Lab purposes are almost always to confirm some conclusion about physics we have reached based on observations and derivations, often expressed as an equation.
For example, for Archimedes' the purpose should have read something like: to confirm that FB = density of fluid x g x Volume of object submerged. We can confirm this by using the volume found from this equation to determine densities and find they are the same as the accepted values. Also to confirm that FB is the same as the rise in pressure(density of fluid x g x delta h) x area of beaker.
Conclusions must address purposes and if they were accomplished.
By the way, we did not use the apparent weight ( Mobject xg - FB) anywhere in this lab and those who brought it up in their reports were simply misquoting books without understanding what we did in the lab.
For the AP field plotting lab, many of you drew curve shapes you thought should be true with no regard for whether or not the values of V on your supposedly equi-potential curves were equal. This is the worst kind of misunderstanding.

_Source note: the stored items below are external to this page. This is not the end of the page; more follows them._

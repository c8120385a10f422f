//! Integration tests for the in-memory repositories.

use std::time::{Duration, Instant};

use chama_core::auth::{LoginRequest, PermissionTable, UserRole};
use chama_core::ledger::LedgerScope;
use chama_shared::config::StoreConfig;
use chama_store::{
    Authenticator, CredentialDirectory, Store, TransactionSource, seed_demo_data,
};
use rust_decimal_macros::dec;

fn instant_store() -> Store {
    Store::new(&StoreConfig {
        simulated_latency_ms: 0,
        ..StoreConfig::default()
    })
}

#[tokio::test]
async fn test_seed_populates_demo_group() {
    let store = instant_store();
    seed_demo_data(&store).await.expect("Failed to seed");

    assert_eq!(store.members.active_count().await, 5);
    let transactions = store.transactions.transactions().await;
    assert_eq!(transactions.len(), 5);
    assert_eq!(transactions[0].description, "Monthly contribution - January");

    let summary = store
        .transactions
        .summary(&LedgerScope::All)
        .await
        .expect("Failed to summarize");
    assert_eq!(summary.balance, dec!(27500));
    assert_eq!(summary.approved_count, 4);
    assert_eq!(summary.pending_amount, dec!(5000));
}

#[tokio::test]
async fn test_credential_directory() {
    let store = instant_store();
    seed_demo_data(&store).await.expect("Failed to seed");

    let found = store
        .members
        .find_member_by_credentials("Admin001", "1234")
        .await
        .expect("admin should be found");
    assert_eq!(found.role, UserRole::OverallAdmin);
    assert!(store.members.find_member_by_credentials("admin001", "4321").await.is_none());
}

#[tokio::test]
async fn test_clones_share_data() {
    let store = instant_store();
    let other = store.clone();
    seed_demo_data(&store).await.expect("Failed to seed");
    assert_eq!(other.members.all().await.len(), 5);
}

#[tokio::test]
async fn test_login_applies_simulated_latency() {
    let store = Store::new(&StoreConfig {
        simulated_latency_ms: 50,
        ..StoreConfig::default()
    });
    seed_demo_data(&store).await.expect("Failed to seed");

    let authenticator = Authenticator::new(store.members.clone(), PermissionTable::STANDARD, store.latency());
    let started = Instant::now();
    let session = authenticator
        .login(&LoginRequest::new("mem001", "7890"))
        .await
        .expect("Failed to log in");

    assert!(started.elapsed() >= Duration::from_millis(50));
    assert!(!session.capabilities.is_admin);
}

#[tokio::test]
async fn test_blank_login_skips_lookup_and_latency() {
    let store = Store::new(&StoreConfig {
        simulated_latency_ms: 10_000,
        ..StoreConfig::default()
    });
    let authenticator = Authenticator::new(store.members.clone(), PermissionTable::STANDARD, store.latency());

    let started = Instant::now();
    assert!(authenticator.login(&LoginRequest::new("mem001", " ")).await.is_err());
    assert!(started.elapsed() < Duration::from_secs(5));
}
//! Builds dashboards from a session and the current ledger.

use chama_shared::types::{Currency, Money};
use chrono::{DateTime, Utc};

use super::types::{
    AdminDashboard, Dashboard, DashboardTab, LedgerView, MemberDashboard, NO_TRANSACTIONS,
};
use crate::auth::{Capability, Session};
use crate::ledger::{LedgerAggregator, LedgerError, LedgerScope, Transaction};
use crate::notifications::{Notification, NotificationService};

/// Inputs shared by both dashboards.
#[derive(Debug, Clone, Copy)]
pub struct DashboardContext<'a> {
    /// All transactions in insertion order.
    pub transactions: &'a [Transaction],
    /// All notifications.
    pub notifications: &'a [Notification],
    /// Number of active members.
    pub active_members: usize,
    /// Currency the group keeps its books in.
    pub currency: Currency,
}

/// Stateless dashboard builder.
pub struct DashboardService;

impl DashboardService {
    /// Picks the admin or member dashboard for the session.
    ///
    /// # Errors
    ///
    /// Returns `LedgerError::Overflow` if the ledger totals cannot be computed.
    pub fn build(session: &Session, ctx: &DashboardContext<'_>) -> Result<Dashboard, LedgerError> {
        Ok(if session.capabilities.is_admin {
            Dashboard::Admin(Self::admin(session, ctx)?)
        } else {
            Dashboard::Member(Self::member(session, ctx)?)
        })
    }

    /// Group-wide view. The balance is only filled in for roles that may see it.
    pub fn admin(
        session: &Session,
        ctx: &DashboardContext<'_>,
    ) -> Result<AdminDashboard, LedgerError> {
        let caps = &session.capabilities;
        let summary = LedgerAggregator::aggregate(ctx.transactions, &LedgerScope::All)?;

        let group_balance = caps
            .allows(Capability::ViewTotalBalance)
            .then(|| Money::new(summary.balance, ctx.currency));

        Ok(AdminDashboard {
            greeting: format!("Welcome back, {}", session.member.first_name()),
            role_label: caps.role.label(),
            group_balance,
            active_members: ctx.active_members,
            pending_count: summary.pending_count,
            approved_count: summary.approved_count,
            unread_notifications: NotificationService::unread_count(
                ctx.notifications,
                session.member.id,
            ),
            tabs: Self::tabs(session),
            ledger: LedgerView {
                can_edit: caps.allows(Capability::EditTransactions),
                can_approve: caps.allows(Capability::ApproveTransactions),
                transactions: ctx.transactions.to_vec(),
            },
        })
    }

    /// The member's own view, scoped to their code.
    pub fn member(
        session: &Session,
        ctx: &DashboardContext<'_>,
    ) -> Result<MemberDashboard, LedgerError> {
        let member = &session.member;
        let scope = LedgerScope::Member(member.member_code.clone());
        let summary = LedgerAggregator::aggregate(ctx.transactions, &scope)?;

        Ok(MemberDashboard {
            greeting: format!("Welcome, {}!", member.first_name()),
            member_code: member.member_code.clone(),
            balance: Money::new(summary.balance, ctx.currency),
            approved_count: summary.approved_count,
            pending_count: summary.pending_count,
            last_posted: summary.last_posted,
            last_posted_label: summary
                .last_posted
                .map_or_else(|| NO_TRANSACTIONS.to_string(), format_posted),
            unread_notifications: NotificationService::unread_count(ctx.notifications, member.id),
            history: LedgerAggregator::scoped(ctx.transactions, &scope)
                .into_iter()
                .cloned()
                .collect(),
        })
    }

    /// Admin tabs the session may open, in display order.
    #[must_use]
    pub fn tabs(session: &Session) -> Vec<DashboardTab> {
        DashboardTab::ALL
            .into_iter()
            .filter(|tab| {
                tab.required_capability()
                    .is_none_or(|cap| session.capabilities.allows(cap))
            })
            .collect()
    }
}

/// e.g. `15 Jan 2024, 10:30`.
fn format_posted(at: DateTime<Utc>) -> String {
    at.format("%-d %b %Y, %H:%M").to_string()
}
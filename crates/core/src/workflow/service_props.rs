//! Property-based tests for WorkflowService.

use proptest::prelude::*;
use rust_decimal::Decimal;

use crate::auth::{PermissionTable, UserRole};
use crate::ledger::{Transaction, TransactionStatus, TransactionType};
use crate::workflow::error::WorkflowError;
use crate::workflow::service::WorkflowService;

fn arb_status() -> impl Strategy<Value = TransactionStatus> {
    prop_oneof![
        Just(TransactionStatus::Pending),
        Just(TransactionStatus::Approved),
        Just(TransactionStatus::Rejected),
    ]
}

fn arb_role() -> impl Strategy<Value = UserRole> {
    proptest::sample::select(UserRole::ALL.to_vec())
}

fn arb_amount() -> impl Strategy<Value = Decimal> {
    (-1_000_000i64..1_000_000i64).prop_map(|cents| Decimal::new(cents, 2))
}

fn transaction(status: TransactionStatus) -> Transaction {
    Transaction::fixture("mem001", Decimal::new(500_000, 2), TransactionType::Contribution, status)
}

proptest! {
    #![proptest_config(ProptestConfig::with_cases(100))]

    /// Approve and reject succeed exactly when the status is pending and the
    /// role may approve.
    #[test]
    fn prop_decisions_follow_status_and_role(status in arb_status(), role in arb_role()) {
        let caps = PermissionTable::STANDARD.capabilities(role);
        let tx = transaction(status);
        let allowed = caps.permissions.can_approve_transactions;

        let approve = WorkflowService::approve(&tx, "approver", &caps);
        let reject = WorkflowService::reject(&tx, &caps);

        let expected = allowed && status == TransactionStatus::Pending;
        prop_assert_eq!(approve.is_ok(), expected);
        prop_assert_eq!(reject.is_ok(), expected);

        if !allowed {
            prop_assert!(matches!(approve, Err(WorkflowError::Auth(_))), "missing capability is reported first");
        }
    }

    /// An applied action always lands on a valid transition.
    #[test]
    fn prop_applied_actions_are_valid_transitions(status in arb_status(), approve in any::<bool>()) {
        let caps = PermissionTable::STANDARD.capabilities(UserRole::Treasurer);
        let mut tx = transaction(status);
        let result = if approve {
            WorkflowService::approve(&tx, "Mary Chebet", &caps)
        } else {
            WorkflowService::reject(&tx, &caps)
        };

        if let Ok(action) = result {
            let before = tx.status;
            action.apply(&mut tx);
            prop_assert!(WorkflowService::is_valid_transition(before, tx.status));
            prop_assert_eq!(tx.approved_at.is_some(), tx.status == TransactionStatus::Approved);
        }
    }

    /// Edited amounts are always positive.
    #[test]
    fn prop_edit_keeps_amounts_positive(amount in arb_amount(), status in arb_status()) {
        let caps = PermissionTable::STANDARD.capabilities(UserRole::Chairman);
        let mut tx = transaction(status);
        if let Ok(action) = WorkflowService::edit_amount(amount, &caps) {
            action.apply(&mut tx);
        }
        prop_assert!(tx.amount > Decimal::ZERO);
        prop_assert_eq!(tx.status, status);
    }
}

If you are going to make your conclusions fit your your preconceived notions and not the data, politics or sociology is for you, not physics.
Also on AP field labs; since V=E dot d where field is strongest V changes the most rapidly so if equipotential lines are say .5 V, apart they will be closest where E is greatest. E is greatest where the field lines concentrate ( the more line per area the stronger the field). So the field and equipotnetial lines are densest in the same region.
Electrostatics labs: protons don't move in solids, electrons move in conductors and semi conductors and a little on surfaces of insulators and between objects in contact.
For many labs many of you either think incoherently or can't be bothered to take the time to write coherently; either way it makes for bad lab reports. Please think carefully about both what the lab showed you and how you will write about it.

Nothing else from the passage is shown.